Durante a maior parte da viagem com Coralis em busca de seu amigo, permaneci dentro de sua boca, ou hospedado em bolhas de ar que ela fazia. Percebi que ela conseguia manipular e fazer muitas coisas sem nenhum contato físico. Aquilo me intrigava. Pelo menos minha curiosidade foi sanada, pois lhe perguntei:

- Como você consegue fazer essas coisas, como mover um coral ou falar comigo, sem movimentar nenhuma parte de seu corpo para isso. Isso é a tal magia, de que você falou antes?

No que ele me respondeu:

Bem, é um tipo diferente de magia do que lhe trouxe aqui. Veja bem, neste mundo, alguns de nós possuem essa habilidade. Fazemos as coisas se moverem com o poder do pensamento.

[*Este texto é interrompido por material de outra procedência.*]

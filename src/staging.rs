// ABOUTME: Theme asset staging for the present-plus server
// ABOUTME: Copies resolved theme folders into uniquely numbered, web-reachable directories

use crate::errors::Result;
use log::{debug, info, warn};
use parking_lot::Mutex;
use std::collections::HashMap;
use std::fs;
use std::io;
use std::path::{Path, PathBuf};
use std::sync::atomic::{AtomicU64, Ordering};
use std::sync::Arc;
use std::time::SystemTime;

/// Source of staging directory indices.
///
/// Implementations must hand out each index at most once, even when called
/// from many request threads at the same time.
pub trait StagingSequence: Send + Sync {
    fn next_index(&self) -> u64;
}

/// Lock-free counter starting at zero.
#[derive(Debug, Default)]
pub struct AtomicSequence {
    next: AtomicU64,
}

impl AtomicSequence {
    pub fn starting_at(first: u64) -> Self {
        Self {
            next: AtomicU64::new(first),
        }
    }
}

impl StagingSequence for AtomicSequence {
    fn next_index(&self) -> u64 {
        self.next.fetch_add(1, Ordering::Relaxed)
    }
}

/// How staged copies are allocated.
#[derive(Debug, Clone, Copy, PartialEq, Eq, Default)]
pub enum StagingPolicy {
    /// Every resolution gets its own directory; nothing is reclaimed until
    /// the next process start.
    #[default]
    PerResolution,
    /// A theme folder is staged once per content signature and the copy is
    /// shared by later resolutions.
    Reuse,
}

/// Cheap fingerprint of a theme folder's direct children.
#[derive(Debug, Clone, PartialEq, Eq, Hash)]
struct ThemeSignature {
    files: usize,
    bytes: u64,
    newest: Option<SystemTime>,
}

impl ThemeSignature {
    fn of(theme_dir: &Path) -> io::Result<Self> {
        let mut signature = ThemeSignature {
            files: 0,
            bytes: 0,
            newest: None,
        };
        for entry in fs::read_dir(theme_dir)? {
            let meta = entry?.metadata()?;
            if !meta.is_file() {
                continue;
            }
            signature.files += 1;
            signature.bytes += meta.len();
            let modified = meta.modified().ok();
            if modified > signature.newest {
                signature.newest = modified;
            }
        }
        Ok(signature)
    }
}

#[derive(Debug, Clone)]
struct StagedCopy {
    dir: PathBuf,
    public: String,
}

/// Copies theme folders below a staging root served over HTTP.
pub struct AssetStager {
    root: PathBuf,
    public_prefix: String,
    sequence: Arc<dyn StagingSequence>,
    policy: StagingPolicy,
    staged: Mutex<HashMap<(PathBuf, ThemeSignature), StagedCopy>>,
}

impl AssetStager {
    /// `root` is the filesystem directory that is served as `public_prefix`.
    pub fn new(root: impl Into<PathBuf>, public_prefix: &str) -> Self {
        Self {
            root: root.into(),
            public_prefix: public_prefix.trim_end_matches('/').to_string(),
            sequence: Arc::new(AtomicSequence::default()),
            policy: StagingPolicy::default(),
            staged: Mutex::new(HashMap::new()),
        }
    }

    pub fn with_sequence(mut self, sequence: Arc<dyn StagingSequence>) -> Self {
        self.sequence = sequence;
        self
    }

    pub fn with_policy(mut self, policy: StagingPolicy) -> Self {
        self.policy = policy;
        self
    }

    pub fn root(&self) -> &Path {
        &self.root
    }

    /// Remove everything staged by a previous run.
    pub fn reset(&self) -> Result<()> {
        match fs::remove_dir_all(&self.root) {
            Ok(()) => info!("Cleared staging directory {:?}", self.root),
            Err(e) if e.kind() == io::ErrorKind::NotFound => {}
            Err(e) => return Err(e.into()),
        }
        self.staged.lock().clear();
        Ok(())
    }

    /// Stage `theme_dir` and return the public path of the copy.
    ///
    /// Fails only when the staging directory cannot be created or the theme
    /// folder cannot be read; individual files that fail to copy are logged
    /// and left out.
    pub fn stage(&self, theme_dir: &Path) -> Result<String> {
        if self.policy == StagingPolicy::PerResolution {
            return Ok(self.stage_fresh(theme_dir)?.public);
        }

        let key = match ThemeSignature::of(theme_dir) {
            Ok(signature) => (theme_dir.to_path_buf(), signature),
            Err(e) => {
                warn!("Could not fingerprint theme folder {:?}: {}", theme_dir, e);
                return Ok(self.stage_fresh(theme_dir)?.public);
            }
        };

        if let Some(copy) = self.staged.lock().get(&key) {
            if copy.dir.is_dir() {
                debug!("Reusing staged copy {} for {:?}", copy.public, theme_dir);
                return Ok(copy.public.clone());
            }
        }

        let copy = self.stage_fresh(theme_dir)?;
        let public = copy.public.clone();
        self.staged.lock().insert(key, copy);
        Ok(public)
    }

    fn stage_fresh(&self, theme_dir: &Path) -> Result<StagedCopy> {
        let index = self.sequence.next_index();
        let dir = self.root.join(index.to_string());
        fs::create_dir_all(&dir)?;

        let copied = copy_theme_files(theme_dir, &dir)?;
        debug!("Staged {} file(s) from {:?} into {:?}", copied, theme_dir, dir);

        Ok(StagedCopy {
            dir,
            public: format!("{}/{}", self.public_prefix, index),
        })
    }
}

/// Flat copy of the files directly inside `source`. `fs::copy` carries the
/// permission bits over.
fn copy_theme_files(source: &Path, target: &Path) -> Result<usize> {
    let mut copied = 0;
    for entry in fs::read_dir(source)? {
        let entry = match entry {
            Ok(entry) => entry,
            Err(e) => {
                warn!("Error reading theme directory {:?}: {}", source, e);
                continue;
            }
        };
        let name = entry.file_name();
        if entry.file_type().map(|t| t.is_dir()).unwrap_or(false) {
            debug!("Skipping nested folder {:?} in theme {:?}", name, source);
            continue;
        }
        match fs::copy(entry.path(), target.join(&name)) {
            Ok(_) => copied += 1,
            Err(e) => warn!(
                "Error copying theme file {:?} to staging directory: {}",
                name, e
            ),
        }
    }
    Ok(copied)
}
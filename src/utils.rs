// ABOUTME: Utility functions for the present-plus server
// ABOUTME: Provides path validation, normalization and content-type helpers

use crate::errors::{PresentError, Result};
use std::path::{Component, Path, PathBuf};

/// Validate that a directory exists
pub fn validate_directory_exists(path: &Path) -> Result<()> {
    if !path.exists() {
        return Err(PresentError::PathNotFoundError(path.to_path_buf()));
    }
    if !path.is_dir() {
        return Err(PresentError::ValidationError(format!(
            "Path is not a directory: {:?}",
            path
        )));
    }
    Ok(())
}

/// Get the absolute path
pub fn get_absolute_path(path: &Path) -> Result<PathBuf> {
    std::fs::canonicalize(path).map_err(|e| {
        PresentError::ValidationError(format!("Failed to get absolute path for {:?}: {}", path, e))
    })
}

/// Make `path` absolute against the working directory and drop `.`/`..`
/// lexically. Symlinks are left in place, so the ancestors are the ones the
/// path was reached through.
pub fn lexical_absolute_path(path: &Path) -> Result<PathBuf> {
    let joined = if path.is_absolute() {
        path.to_path_buf()
    } else {
        std::env::current_dir()?.join(path)
    };
    let mut absolute = PathBuf::new();
    for component in joined.components() {
        match component {
            Component::CurDir => {}
            Component::ParentDir => {
                absolute.pop();
            }
            other => absolute.push(other.as_os_str()),
        }
    }
    Ok(absolute)
}

/// Reports whether `path` names an existing directory, swallowing errors.
pub fn is_dir(path: &Path) -> bool {
    std::fs::metadata(path).map(|m| m.is_dir()).unwrap_or(false)
}

/// Render a relative path with forward slashes regardless of platform.
pub fn to_slash(path: &Path) -> String {
    path.components()
        .filter_map(|c| match c {
            Component::Normal(part) => Some(part.to_string_lossy().into_owned()),
            _ => None,
        })
        .collect::<Vec<_>>()
        .join("/")
}

/// True when `name` is usable as a single directory name: non-empty and
/// free of separators or `.`/`..`.
pub fn is_plain_component(name: &str) -> bool {
    let mut components = Path::new(name).components();
    matches!(
        (components.next(), components.next()),
        (Some(Component::Normal(part)), None) if part == name
    )
}

/// Lowercased extension of `path` without the leading dot.
pub fn extension(path: &Path) -> Option<String> {
    path.extension()
        .map(|ext| ext.to_string_lossy().to_lowercase())
}

/// Determine the content type for a file based on its extension
pub fn content_type(path: &Path) -> &'static str {
    match extension(path).as_deref() {
        Some("html") | Some("htm") => "text/html; charset=utf-8",
        Some("css") => "text/css; charset=utf-8",
        Some("js") => "application/javascript",
        Some("json") => "application/json",
        Some("png") => "image/png",
        Some("jpg") | Some("jpeg") => "image/jpeg",
        Some("gif") => "image/gif",
        Some("svg") => "image/svg+xml",
        Some("woff") => "font/woff",
        Some("woff2") => "font/woff2",
        Some("pdf") => "application/pdf",
        Some("txt") | Some("go") | Some("slide") | Some("article") => {
            "text/plain; charset=utf-8"
        }
        _ => "application/octet-stream",
    }
}

#[cfg(test)]
mod tests {
    use super::*;

    #[test]
    fn plain_components() {
        assert!(is_plain_component("corporate"));
        assert!(is_plain_component("dark-mode.v2"));
        assert!(!is_plain_component(""));
        assert!(!is_plain_component(".."));
        assert!(!is_plain_component("."));
        assert!(!is_plain_component("a/b"));
        assert!(!is_plain_component("/abs"));
    }

    #[cfg(unix)]
    #[test]
    fn lexical_absolute_resolves_dots_without_touching_the_filesystem() {
        let path = lexical_absolute_path(Path::new("/srv/talks/./2024/../plus/deck")).unwrap();
        assert_eq!(path, PathBuf::from("/srv/talks/plus/deck"));

        let relative = lexical_absolute_path(Path::new("talks/../docs")).unwrap();
        assert_eq!(relative, std::env::current_dir().unwrap().join("docs"));
    }

    #[test]
    fn to_slash_drops_current_dir_markers() {
        assert_eq!(to_slash(Path::new("./talks/2024")), "talks/2024");
        assert_eq!(to_slash(Path::new(".")), "");
    }

    #[test]
    fn content_types() {
        assert_eq!(content_type(Path::new("a/b.CSS")), "text/css; charset=utf-8");
        assert_eq!(content_type(Path::new("deck.pdf")), "application/pdf");
        assert_eq!(content_type(Path::new("blob")), "application/octet-stream");
    }
}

Fascinado com o que ela falara, perguntei:

- Há como eu conseguir fazer isso também?

E ela me respondeu:

Você já está fazendo, enquanto se comunica comigo. O ataque das neuromedusas levou algo de você, mas também deixou espaço para algo poderoso florescer. Quando eu me comuniquei com você, esse espaço livre era como um fertilizante. Quando meu poder tocou sua mente, meu poder germinou nesse campo fértil em sua cabeça. Desavisadamente, acabei "dando a luz" a você.

Confuso, perguntei:

- Como assim, você é minha mãe? Eu nasci de uma semente? Mas você mesma me disse que não sou daqui!

E ela pacientemente respondeu, em minha mente:

Não este tipo de mãe. Nem este tipo de semente, usava sentido figurado. Quando um de nós, portadores desta habilidade, concentra muito poder na mente de outro ser, damos a luz (ou seja, o poder) para este ser. Que poderá então treinar suas próprias habilidades usando esta luz. A propósito, você está falando por dois canais, escolha a boca ou a mente.

Admirado, e ainda confuso, mas sobretudo curioso, perguntei mentalmente:

Tem como você me ensinar a mover coisas, com essa habilidade?

Neste momento, eu poderia sentir meu pensamento tocando a mente dela, que prontamente me respondeu na minha própria cabeça:

Posso lhe mostrar. Talvez você consiga até mesmo se mover e respirar por conta própria, se desenvolver suas habilidades corretamente.

A viagem era para um lugar muito distante e custaria ainda um grande tempo. No caminho, pude praticar e aprimorar a comunicação telepática, que era parte da disciplina - como estas habilidades eram chamadas - da Empatia. Ela logo me propôs outros exercícios desta disciplina, como sentir as emoções e as intenções dela ou das outras criaturas; ou projetar as minhas próprias emoções, manipulando as das criaturas a nossa volta.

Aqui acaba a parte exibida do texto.